◆ Provided data:
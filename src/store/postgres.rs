//! PostgreSQL store backed by a sqlx pool.

use std::collections::HashMap;

use async_trait::async_trait;
use chrono::Utc;
use sqlx::{PgExecutor, PgPool, Postgres};
use uuid::Uuid;

use super::{
    CatalogStore, CategoryRepository, DashboardRepository, OrderRepository, OrderWriter, PaymentRepository,
    ProductRepository, Store, SubscriptionRepository, SubscriptionStore, Transaction, UserRepository,
};
use crate::domain::aggregates::payment::PAYSTACK_PENDING;
use crate::domain::{
    Category, CategoryFilter, CategoryProductCount, Dashboard, Money, NewCategory, NewOrder, NewOrderItem, NewPayment,
    NewProduct, NewStem, NewSubscription, NewSubscriptionDelivery, NewUser, NewUserSubscription, Order, OrderFilter,
    OrderItem, Payment, PaymentFilter, PaystackEvent, PaystackEventFilter, PaystackPayment, PaystackPaymentFilter,
    Product, ProductFilter, ProductStem, Subscription, SubscriptionDelivery, SubscriptionFilter, UpdateCategory,
    UpdateOrder, UpdatePayment, UpdateProduct, UpdateSubscription, UpdateSubscriptionDelivery, UpdateUser,
    UpdateUserSubscription, User, UserFilter, UserSubscription, UserSubscriptionFilter, RECENT_ORDERS,
};
use crate::pagination::{Page, PageParams};
use crate::{Error, Result};

#[derive(Clone)]
pub struct PgStore {
    pool: PgPool,
}

impl PgStore {
    pub fn new(pool: PgPool) -> Self { Self { pool } }
    pub fn pool(&self) -> &PgPool { &self.pool }
}

fn limit_offset(page: PageParams) -> (i64, i64) {
    (i64::from(page.page_size()), page.offset() as i64)
}

fn total(count: i64) -> u64 { u64::try_from(count).unwrap_or_default() }

// =============================================================================
// Shared row helpers
// =============================================================================

async fn load_stems<'e>(conn: impl PgExecutor<'e>, product_ids: &[Uuid]) -> Result<Vec<ProductStem>> {
    Ok(sqlx::query_as::<_, ProductStem>(
        "SELECT * FROM product_stems WHERE product_id = ANY($1) ORDER BY created_at, id",
    )
    .bind(product_ids)
    .fetch_all(conn)
    .await?)
}

fn attach_stems(products: &mut [Product], stems: Vec<ProductStem>) {
    let mut by_product: HashMap<Uuid, Vec<ProductStem>> = HashMap::new();
    for stem in stems {
        by_product.entry(stem.product_id).or_default().push(stem);
    }
    for product in products.iter_mut() {
        product.stems = by_product.remove(&product.id).unwrap_or_default();
    }
}

async fn load_items<'e>(conn: impl PgExecutor<'e>, order_ids: &[Uuid]) -> Result<Vec<OrderItem>> {
    Ok(sqlx::query_as::<_, OrderItem>(
        "SELECT * FROM order_items WHERE order_id = ANY($1) ORDER BY created_at, id",
    )
    .bind(order_ids)
    .fetch_all(conn)
    .await?)
}

fn attach_items(orders: &mut [Order], items: Vec<OrderItem>) {
    let mut by_order: HashMap<Uuid, Vec<OrderItem>> = HashMap::new();
    for item in items {
        by_order.entry(item.order_id).or_default().push(item);
    }
    for order in orders.iter_mut() {
        order.items = by_order.remove(&order.id).unwrap_or_default();
    }
}

async fn insert_stems(conn: &mut sqlx::PgConnection, product_id: Uuid, stems: &[NewStem]) -> Result<()> {
    for stem in stems {
        sqlx::query("INSERT INTO product_stems (id, product_id, stem_count, price, created_at) VALUES ($1, $2, $3, $4, $5)")
            .bind(Uuid::now_v7())
            .bind(product_id)
            .bind(stem.stem_count)
            .bind(stem.price)
            .bind(Utc::now())
            .execute(&mut *conn)
            .await?;
    }
    Ok(())
}

async fn soft_delete(pool: &PgPool, table: &str, id: Uuid, what: &str) -> Result<()> {
    let sql = format!("UPDATE {table} SET deleted_at = NOW() WHERE id = $1 AND deleted_at IS NULL");
    let result = sqlx::query(&sql).bind(id).execute(pool).await?;
    if result.rows_affected() == 0 {
        return Err(Error::not_found(format!("{what} with id {id} not found")));
    }
    Ok(())
}

// =============================================================================
// Transaction
// =============================================================================

pub struct PgTransaction {
    tx: sqlx::Transaction<'static, Postgres>,
}

#[async_trait]
impl Store for PgStore {
    async fn begin(&self) -> Result<Box<dyn Transaction>> {
        let tx = self.pool.begin().await?;
        Ok(Box::new(PgTransaction { tx }))
    }
}

#[async_trait]
impl CatalogStore for PgTransaction {
    async fn get_product(&mut self, id: Uuid) -> Result<Product> {
        let mut product = sqlx::query_as::<_, Product>(
            "SELECT * FROM products WHERE id = $1 AND deleted_at IS NULL FOR UPDATE",
        )
        .bind(id)
        .fetch_optional(&mut *self.tx)
        .await?
        .ok_or_else(|| Error::not_found(format!("product with id {id} not found")))?;
        product.stems = load_stems(&mut *self.tx, &[id]).await?;
        Ok(product)
    }

    async fn get_stem(&mut self, id: Uuid) -> Result<ProductStem> {
        sqlx::query_as::<_, ProductStem>("SELECT * FROM product_stems WHERE id = $1")
            .bind(id)
            .fetch_optional(&mut *self.tx)
            .await?
            .ok_or_else(|| Error::not_found(format!("stem with id {id} not found")))
    }

    async fn update_stock(&mut self, product_id: Uuid, new_quantity: i32) -> Result<()> {
        let result = sqlx::query("UPDATE products SET stock_quantity = $2 WHERE id = $1 AND deleted_at IS NULL")
            .bind(product_id)
            .bind(new_quantity)
            .execute(&mut *self.tx)
            .await?;
        if result.rows_affected() == 0 {
            return Err(Error::not_found(format!("product with id {product_id} not found")));
        }
        Ok(())
    }
}

#[async_trait]
impl SubscriptionStore for PgTransaction {
    async fn create_subscription(&mut self, subscription: NewSubscription) -> Result<Uuid> {
        insert_subscription(&mut *self.tx, subscription).await.map(|row| row.id)
    }

    async fn create_user_subscription(&mut self, enrollment: NewUserSubscription) -> Result<Uuid> {
        insert_user_subscription(&mut *self.tx, enrollment).await.map(|row| row.id)
    }
}

#[async_trait]
impl OrderWriter for PgTransaction {
    async fn create_order(&mut self, order: NewOrder) -> Result<Uuid> {
        let id = Uuid::now_v7();
        sqlx::query(
            "INSERT INTO orders (id, user_name, user_phone_number, payment_status, status, delivery_date, time_slot, \
             shipping_address, total_amount, by_admin, created_at) \
             VALUES ($1, $2, $3, $4, $5, $6, $7, $8, $9, $10, $11)",
        )
        .bind(id)
        .bind(&order.user_name)
        .bind(&order.user_phone_number)
        .bind(order.payment_status)
        .bind(&order.status)
        .bind(order.delivery_date)
        .bind(&order.time_slot)
        .bind(&order.shipping_address)
        .bind(order.total_amount)
        .bind(order.by_admin)
        .bind(Utc::now())
        .execute(&mut *self.tx)
        .await?;
        Ok(id)
    }

    async fn create_order_item(&mut self, item: NewOrderItem) -> Result<Uuid> {
        let id = Uuid::now_v7();
        let quantity = i32::try_from(item.quantity.value()).map_err(|_| Error::invalid_argument("quantity out of range"))?;
        sqlx::query(
            "INSERT INTO order_items (id, order_id, product_id, stem_id, payment_method, frequency, quantity, amount, created_at) \
             VALUES ($1, $2, $3, $4, $5, $6, $7, $8, $9)",
        )
        .bind(id)
        .bind(item.order_id)
        .bind(item.product_id)
        .bind(item.stem_id)
        .bind(item.payment_method.as_str())
        .bind(&item.frequency)
        .bind(quantity)
        .bind(item.amount)
        .bind(Utc::now())
        .execute(&mut *self.tx)
        .await?;
        Ok(id)
    }
}

#[async_trait]
impl Transaction for PgTransaction {
    async fn commit(self: Box<Self>) -> Result<()> {
        let PgTransaction { tx } = *self;
        Ok(tx.commit().await?)
    }

    async fn rollback(self: Box<Self>) -> Result<()> {
        let PgTransaction { tx } = *self;
        Ok(tx.rollback().await?)
    }
}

◆ Assignment: Give the number of lines in the records where the word "table" occurs, and add nothing.

◆ Task solution: 2